Umno's last annual congress before a crucial general election appears to have ticked all the right boxes - stamping out infighting, touting the achievements of the government and belittling the opposition.
Yet, elephants abounded in the room.
The 1Malaysia Development Berhad (1MDB) scandal was practically taboo at the general assembly. Even more glaringly, the party that lays claim to be the champion of Malay interests sidestepped the corruption allegations against pro-Malay institutions such as Felda and Mara, which have bled billions under the Najib Razak administration.
Unhappiness over the rising cost of living - largely blamed on the goods and services tax the government introduced in 2015 - was swept under the carpet, reasoned away as being in God's hands.
The feel-good message of solidarity was evident, with Prime Minister Najib declaring that the top three posts in the party were "settled, a done deal".

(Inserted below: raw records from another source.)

//! Tabular input. Either the first sheet of an `.xlsx` workbook, its first
//! row holding the headers, or a JSON file of the form
//! `{ "headers": [...], "rows": [[...], ...] }`.

use std::io::Cursor;
use std::path::{Path, PathBuf};

use calamine::{Data, Reader, Xlsx, XlsxError};
use serde::{Deserialize, Serialize};
use serde_json::Value;
use thiserror::Error;
use utoipa::ToSchema;

use crate::fill::RawRow;

pub const PREVIEW_ROWS: usize = 3;

#[derive(Debug, Error)]
pub enum TableError {
    #[error("failed to read table {path}: {source}")]
    Read {
        path: PathBuf,
        #[source]
        source: std::io::Error,
    },
    #[error("invalid table JSON: {0}")]
    Parse(#[from] serde_json::Error),
    #[error("invalid workbook: {0}")]
    Workbook(#[from] XlsxError),
    #[error("workbook has no sheets")]
    NoSheets,
    #[error("table has no headers")]
    NoHeaders,
}

/// Workbook extensions read with calamine. Anything else is JSON.
const WORKBOOK_EXTENSIONS: [&str; 2] = ["xlsx", "xlsm"];

fn is_workbook(path: &Path) -> bool {
    path.extension()
        .and_then(|extension| extension.to_str())
        .is_some_and(|extension| {
            WORKBOOK_EXTENSIONS
                .iter()
                .any(|known| extension.eq_ignore_ascii_case(known))
        })
}

#[derive(Debug, Deserialize)]
struct TableFile {
    #[serde(default)]
    headers: Vec<Value>,
    #[serde(default)]
    rows: Vec<Vec<Value>>,
}

/// Text of one cell. Scalars are printed as-is, `null` is empty and nested
/// values keep their JSON form.
pub fn cell_text(value: &Value) -> Option<String> {
    match value {
        Value::Null => None,
        Value::String(text) => Some(text.clone()),
        Value::Bool(flag) => Some(flag.to_string()),
        Value::Number(number) => Some(number.to_string()),
        other => Some(other.to_string()),
    }
}

/// Text of one workbook cell. Blank and error cells are empty.
fn workbook_cell(data: &Data) -> Option<String> {
    match data {
        Data::Empty | Data::Error(_) => None,
        other => Some(other.to_string()),
    }
}

#[derive(Debug, Clone, Default, PartialEq, Serialize, Deserialize, ToSchema)]
pub struct Table {
    pub headers: Vec<String>,
    #[schema(value_type = Vec<Vec<Option<String>>>)]
    pub rows: Vec<RawRow>,
}

impl Table {
    pub fn new(headers: Vec<String>, rows: Vec<RawRow>) -> Self {
        Self { headers, rows }
    }

    pub fn from_json_values(headers: &[Value], rows: &[Vec<Value>]) -> Result<Self, TableError> {
        let headers: Vec<String> = headers
            .iter()
            .map(|value| cell_text(value).unwrap_or_default().trim().to_string())
            .collect();
        if headers.is_empty() {
            return Err(TableError::NoHeaders);
        }

        let rows = rows
            .iter()
            .map(|row| row.iter().map(cell_text).collect())
            .collect();
        Ok(Self { headers, rows })
    }

    pub fn from_slice(bytes: &[u8]) -> Result<Self, TableError> {
        let file: TableFile = serde_json::from_slice(bytes)?;
        Self::from_json_values(&file.headers, &file.rows)
    }

    /// First sheet of an xlsx workbook. Row 0 is the header row.
    pub fn from_workbook(bytes: Vec<u8>) -> Result<Self, TableError> {
        let mut workbook: Xlsx<_> = Xlsx::new(Cursor::new(bytes))?;
        let sheet = workbook
            .worksheet_range_at(0)
            .ok_or(TableError::NoSheets)??;

        let mut rows = sheet.rows();
        let headers: Vec<String> = rows
            .next()
            .map(|cells| {
                cells
                    .iter()
                    .map(|cell| workbook_cell(cell).unwrap_or_default().trim().to_string())
                    .collect()
            })
            .unwrap_or_default();
        if headers.is_empty() {
            return Err(TableError::NoHeaders);
        }

        let rows = rows
            .map(|cells| cells.iter().map(workbook_cell).collect())
            .collect();
        Ok(Self { headers, rows })
    }

    /// Read a table from disk, as a workbook or as JSON by extension.
    pub async fn load(path: &Path) -> Result<Self, TableError> {
        let bytes = tokio::fs::read(path).await.map_err(|source| TableError::Read {
            path: path.to_path_buf(),
            source,
        })?;
        let table = if is_workbook(path) {
            Self::from_workbook(bytes)?
        } else {
            Self::from_slice(&bytes)?
        };
        log::debug!(
            "Loaded table {} ({} columns, {} rows)",
            path.display(),
            table.headers.len(),
            table.rows.len()
        );
        Ok(table)
    }

    /// Headers plus the first `n` rows.
    pub fn preview(&self, n: usize) -> Table {
        Table {
            headers: self.headers.clone(),
            rows: self.rows.iter().take(n).cloned().collect(),
        }
    }
}
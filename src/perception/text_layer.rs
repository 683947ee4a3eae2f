use async_trait::async_trait;

use super::{PerceivedWord, PerceptionError, PerceptionRequest, WordSource};

/// Slack around the region when matching run anchors, in points.
pub const TEXT_LAYER_TOLERANCE: f32 = 1.0;

/// Reads the template's embedded text runs.
#[derive(Debug, Clone, Copy)]
pub struct TextLayerSource {
    tolerance: f32,
}

impl Default for TextLayerSource {
    fn default() -> Self {
        Self {
            tolerance: TEXT_LAYER_TOLERANCE,
        }
    }
}

#[async_trait]
impl WordSource for TextLayerSource {
    fn name(&self) -> &'static str {
        "text layer"
    }

    async fn words(
        &self,
        request: &PerceptionRequest<'_>,
    ) -> Result<Option<Vec<PerceivedWord>>, PerceptionError> {
        let area = request.region.to_render_space(request.page_height);
        let words: Vec<PerceivedWord> = request
            .runs
            .iter()
            .filter(|run| area.contains(run.x, run.y, self.tolerance))
            .map(|run| PerceivedWord::new(run.text.clone(), Some((run.x, run.y))))
            .collect();

        Ok((!words.is_empty()).then_some(words))
    }
}
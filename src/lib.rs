use actix_cors::Cors;
use actix_web::middleware::Compress;
use actix_web::{http::header, web, App, HttpResponse, HttpServer};
use actix_web_prometheus::PrometheusMetricsBuilder;
use anyhow::Context;
use serde::{Deserialize, Serialize};
use utoipa::{OpenApi, ToSchema};
use utoipa_swagger_ui::SwaggerUi;

pub mod config;
pub mod fill;
pub mod generate;
pub mod output;
pub mod perception;
pub mod state;
pub mod table;
pub mod template;

pub use crate::config::AppConfig;
pub use crate::state::AppState;

/// Largest accepted JSON body (fields, mappings and inline rows).
const JSON_LIMIT: usize = 1024 * 1024;

#[derive(Serialize, Deserialize, ToSchema)]
pub struct ErrorResponse {
    pub error: String,
    pub message: String,
    pub timestamp: String,
}

impl ErrorResponse {
    pub fn new(error_type: &str, message: &str) -> Self {
        Self {
            error: error_type.to_string(),
            message: message.to_string(),
            timestamp: chrono::Utc::now().to_rfc3339(),
        }
    }

    pub fn not_found(message: &str) -> Self {
        Self::new("NotFound", message)
    }

    pub fn bad_request(message: &str) -> Self {
        Self::new("BadRequest", message)
    }

    pub fn internal_error(message: &str) -> Self {
        Self::new("InternalServerError", message)
    }
}

#[derive(OpenApi)]
#[openapi(
    paths(
        crate::generate::handlers::generate,
        crate::generate::handlers::list_outputs,
        crate::generate::handlers::clear_outputs,
        crate::generate::handlers::form_pdf,
        crate::generate::handlers::table_preview,
        crate::generate::handlers::table_headers
    ),
    components(
        schemas(
            generate::models::GenerateRequest,
            generate::models::GenerateResponse,
            generate::models::FailedRow,
            generate::models::OutputListResponse,
            generate::models::ClearOutputResponse,
            generate::models::HeadersResponse,
            table::Table,
            ErrorResponse,
        )
    ),
    tags(
        (name = "Generate", description = "Template filling and output endpoints.")
    ),
    servers(
        (url = "http://127.0.0.1:8080", description = "Localhost server")
    )
)]
pub struct ApiDoc;

/// JSON extractor config shared by the server and tests.
pub fn json_config() -> web::JsonConfig {
    web::JsonConfig::default()
        .limit(JSON_LIMIT)
        .error_handler(|err, _req| {
            let message = err.to_string();
            actix_web::error::InternalError::from_response(
                err,
                HttpResponse::BadRequest().json(ErrorResponse::bad_request(&message)),
            )
            .into()
        })
}

pub async fn run() -> anyhow::Result<()> {
    env_logger::Builder::from_env(env_logger::Env::default().default_filter_or("info")).init();

    let config = AppConfig::from_env().context("invalid configuration")?;
    let bind = (config.bind_addr.clone(), config.port);
    log::info!(
        "Template: {}, output: {}, table: {}",
        config.form_path.display(),
        config.output_dir.display(),
        config.table_path.display()
    );
    if !config.ocr_enabled {
        log::info!("OCR fallback disabled, only the text layer is consulted");
    }

    let app_state = web::Data::new(AppState::new(config));

    let prometheus = PrometheusMetricsBuilder::new("fillmeup_server")
        .endpoint("/metrics")
        .build()
        .map_err(|e| anyhow::anyhow!("failed to create Prometheus metrics middleware: {}", e))?;

    log::info!("Starting server at http://{}:{}", bind.0, bind.1);

    HttpServer::new(move || {
        let app_state = app_state.clone();
        let prometheus = prometheus.clone();
        let cors = Cors::default()
            .allowed_origin("http://localhost:5173")
            .allowed_origin("http://127.0.0.1:5173")
            .allowed_origin("http://localhost:8080")
            .allowed_origin("http://127.0.0.1:8080")
            .allowed_methods(vec!["GET", "POST", "DELETE", "OPTIONS"])
            .allowed_headers(vec![header::ACCEPT, header::CONTENT_TYPE])
            .max_age(3600);

        App::new()
            .wrap(Compress::default())
            .wrap(prometheus)
            .wrap(cors)
            .app_data(app_state)
            .app_data(json_config())
            .route(
                "/",
                web::get().to(|| async { HttpResponse::Ok().body("fillmeup server is running") }),
            )
            .service(web::scope("/api").configure(generate::handlers::config))
            .service(
                SwaggerUi::new("/swagger-ui/{_:.*}")
                    .url("/api-doc/openapi.json", ApiDoc::openapi()),
            )
    })
    .bind(bind)
    .context("failed to bind server address")?
    .run()
    .await
    .context("server stopped with an error")
}
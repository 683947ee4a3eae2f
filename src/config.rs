//! Settings read from the environment (and `.env` when present).

use std::env;
use std::path::PathBuf;

use thiserror::Error;

use crate::output::DEFAULT_OUTPUT_PREFIX;
use crate::perception::ocr::{DEFAULT_OCR, DEFAULT_RASTERIZER};
use crate::perception::OcrTools;

#[derive(Debug, Error)]
pub enum ConfigError {
    #[error("{name} must be a port number, got {value:?}")]
    InvalidPort { name: &'static str, value: String },
    #[error("{name} must be true or false, got {value:?}")]
    InvalidFlag { name: &'static str, value: String },
}

#[derive(Debug, Clone, PartialEq, Eq)]
pub struct AppConfig {
    /// Template PDF the batch fills.
    pub form_path: PathBuf,
    pub output_dir: PathBuf,
    /// Default table (`.xlsx` or JSON) used when a request carries no rows.
    pub table_path: PathBuf,
    pub output_prefix: String,
    pub bind_addr: String,
    pub port: u16,
    pub ocr_tools: OcrTools,
    pub ocr_enabled: bool,
}

impl Default for AppConfig {
    fn default() -> Self {
        Self {
            form_path: PathBuf::from("data/form.pdf"),
            output_dir: PathBuf::from("output"),
            table_path: PathBuf::from("data/table.json"),
            output_prefix: DEFAULT_OUTPUT_PREFIX.to_string(),
            bind_addr: "0.0.0.0".to_string(),
            port: 8080,
            ocr_tools: OcrTools::default(),
            ocr_enabled: true,
        }
    }
}

fn var(name: &str) -> Option<String> {
    env::var(name)
        .ok()
        .map(|value| value.trim().to_string())
        .filter(|value| !value.is_empty())
}

fn parse_flag(name: &'static str, value: String) -> Result<bool, ConfigError> {
    match value.to_ascii_lowercase().as_str() {
        "1" | "true" | "yes" | "on" => Ok(true),
        "0" | "false" | "no" | "off" => Ok(false),
        _ => Err(ConfigError::InvalidFlag { name, value }),
    }
}

impl AppConfig {
    pub fn from_env() -> Result<Self, ConfigError> {
        dotenvy::dotenv().ok();
        let defaults = Self::default();

        let port = match var("FILLMEUP_PORT") {
            Some(value) => value.parse().map_err(|_| ConfigError::InvalidPort {
                name: "FILLMEUP_PORT",
                value,
            })?,
            None => defaults.port,
        };
        let ocr_enabled = match var("FILLMEUP_OCR_ENABLED") {
            Some(value) => parse_flag("FILLMEUP_OCR_ENABLED", value)?,
            None => defaults.ocr_enabled,
        };

        Ok(Self {
            form_path: var("FILLMEUP_FORM_PATH")
                .map(PathBuf::from)
                .unwrap_or(defaults.form_path),
            output_dir: var("FILLMEUP_OUTPUT_DIR")
                .map(PathBuf::from)
                .unwrap_or(defaults.output_dir),
            table_path: var("FILLMEUP_TABLE_PATH")
                .map(PathBuf::from)
                .unwrap_or(defaults.table_path),
            output_prefix: var("FILLMEUP_OUTPUT_PREFIX").unwrap_or(defaults.output_prefix),
            bind_addr: var("FILLMEUP_BIND_ADDR").unwrap_or(defaults.bind_addr),
            port,
            ocr_tools: OcrTools {
                rasterizer: var("FILLMEUP_RASTERIZER").unwrap_or_else(|| DEFAULT_RASTERIZER.to_string()),
                ocr: var("FILLMEUP_OCR").unwrap_or_else(|| DEFAULT_OCR.to_string()),
            },
            ocr_enabled,
        })
    }
}
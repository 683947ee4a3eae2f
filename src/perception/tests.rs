use std::sync::atomic::{AtomicUsize, Ordering};
use std::sync::Arc;

use async_trait::async_trait;

use super::*;

struct FixedSource {
    calls: AtomicUsize,
    answer: fn() -> Result<Option<Vec<PerceivedWord>>, PerceptionError>,
}

impl FixedSource {
    fn new(answer: fn() -> Result<Option<Vec<PerceivedWord>>, PerceptionError>) -> Arc<Self> {
        Arc::new(Self {
            calls: AtomicUsize::new(0),
            answer,
        })
    }

    fn calls(&self) -> usize {
        self.calls.load(Ordering::SeqCst)
    }
}

#[async_trait]
impl WordSource for FixedSource {
    fn name(&self) -> &'static str {
        "fixed"
    }

    async fn words(
        &self,
        _request: &PerceptionRequest<'_>,
    ) -> Result<Option<Vec<PerceivedWord>>, PerceptionError> {
        self.calls.fetch_add(1, Ordering::SeqCst);
        (self.answer)()
    }
}

fn request(runs: &[TextRun]) -> PerceptionRequest<'_> {
    PerceptionRequest {
        template: b"",
        page: 1,
        page_height: 792.0,
        visible_box: Rect::new(0.0, 0.0, 612.0, 792.0),
        region: Rect::new(100.0, 80.0, 120.0, 20.0),
        runs,
    }
}

fn run(text: &str, x: f32, y: f32) -> TextRun {
    TextRun {
        text: text.to_string(),
        x,
        y,
    }
}

#[tokio::test]
async fn first_source_with_words_wins() {
    let first = FixedSource::new(|| Ok(Some(vec![PerceivedWord::new("Male", None)])));
    let second = FixedSource::new(|| Ok(Some(vec![PerceivedWord::new("Female", None)])));
    let chain = PerceptionChain::new()
        .with_source(first.clone())
        .with_source(second.clone());

    let words = chain.perceive(&request(&[])).await;

    assert_eq!(words, vec![PerceivedWord::new("Male", None)]);
    assert_eq!(first.calls(), 1);
    assert_eq!(second.calls(), 0);
}

#[tokio::test]
async fn empty_and_failing_sources_fall_through() {
    let empty = FixedSource::new(|| Ok(Some(Vec::new())));
    let failing = FixedSource::new(|| Err(PerceptionError::Decode("bad".to_string())));
    let last = FixedSource::new(|| Ok(Some(vec![PerceivedWord::new("Female", None)])));
    let chain = PerceptionChain::new()
        .with_source(empty.clone())
        .with_source(failing.clone())
        .with_source(last.clone());

    let words = chain.perceive(&request(&[])).await;

    assert_eq!(words.len(), 1);
    assert_eq!((empty.calls(), failing.calls(), last.calls()), (1, 1, 1));
}

#[tokio::test]
async fn exhausted_chain_sees_nothing() {
    let failing = FixedSource::new(|| Err(PerceptionError::Decode("bad".to_string())));
    let chain = PerceptionChain::new().with_source(failing);
    assert!(chain.perceive(&request(&[])).await.is_empty());
}

#[tokio::test]
async fn text_layer_matches_runs_inside_region() {
    // Region (100, 80, 120x20) on a 792pt page spans y 692..712 in render space.
    let runs = vec![
        run("Male", 105.0, 695.0),
        run("Female", 160.0, 712.5),
        run("Elsewhere", 400.0, 100.0),
    ];
    let words = TextLayerSource::default()
        .words(&request(&runs))
        .await
        .expect("words")
        .expect("some");

    let texts: Vec<&str> = words.iter().map(|word| word.text.as_str()).collect();
    assert_eq!(texts, vec!["Male", "Female"]);
    assert_eq!(words[0].position, Some((105.0, 695.0)));
}

#[tokio::test]
async fn text_layer_without_hits_returns_none() {
    let runs = vec![run("Male", 10.0, 10.0)];
    let words = TextLayerSource::default()
        .words(&request(&runs))
        .await
        .expect("words");
    assert!(words.is_none());
}

#[test]
fn evidence_distinguishes_male_from_female() {
    let evidence = GenderEvidence::from_words(&[PerceivedWord::new("Female", Some((5.0, 6.0)))]);
    assert!(!evidence.has_male);
    assert!(evidence.has_female);
    assert_eq!(evidence.female_at, Some((5.0, 6.0)));
}

#[test]
fn evidence_joins_words_before_matching() {
    let words = vec![
        PerceivedWord::new("Gender:", Some((1.0, 1.0))),
        PerceivedWord::new("MALE", Some((20.0, 1.0))),
        PerceivedWord::new("/FEMALE", Some((50.0, 1.0))),
    ];
    let evidence = GenderEvidence::from_words(&words);
    assert!(evidence.has_male);
    assert!(evidence.has_female);
    assert_eq!(evidence.male_at, Some((20.0, 1.0)));
    assert_eq!(evidence.female_at, Some((50.0, 1.0)));
}

#[test]
fn mark_position_follows_gender_and_evidence() {
    let evidence = GenderEvidence {
        has_male: true,
        has_female: true,
        male_at: Some((10.0, 20.0)),
        female_at: None,
    };
    let fallback = (1.0, 2.0);

    assert_eq!(
        evidence.mark_position(&GenderCategory::Male, fallback),
        Some((10.0, 20.0))
    );
    assert_eq!(
        evidence.mark_position(&GenderCategory::Female, fallback),
        Some(fallback)
    );
    assert_eq!(
        evidence.mark_position(&GenderCategory::Other("X".to_string()), fallback),
        None
    );
    assert_eq!(
        GenderEvidence::default().mark_position(&GenderCategory::Male, fallback),
        None
    );
}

Claims that his administration trumped that of his predecessor-turned-nemesis Mahathir Mohamad were well received by all 2,700 party delegates, who each went home with a musang king durian sapling.
But now comes the tough task of selling that "feel-good" message to voters.
It is difficult to say how Umno's tearing down of its former, long-serving leader's legacy is going to play out in an election, which Datuk Seri Najib has reminded would have to be held by June.
Between now and the election, comparisons will be made between 1MDB and the RM31.5 billion in foreign exchange losses an official commission recently concluded occurred during Tun Dr Mahathir's tenure, the mega rail projects being pursued and the Petronas Twin Towers built in the former premier's day, and the billions handed to Malay contractors against his current alliance with the supposedly anti-Malay Democratic Action Party.
For Mr Najib, it seems attack may be the best form of defence.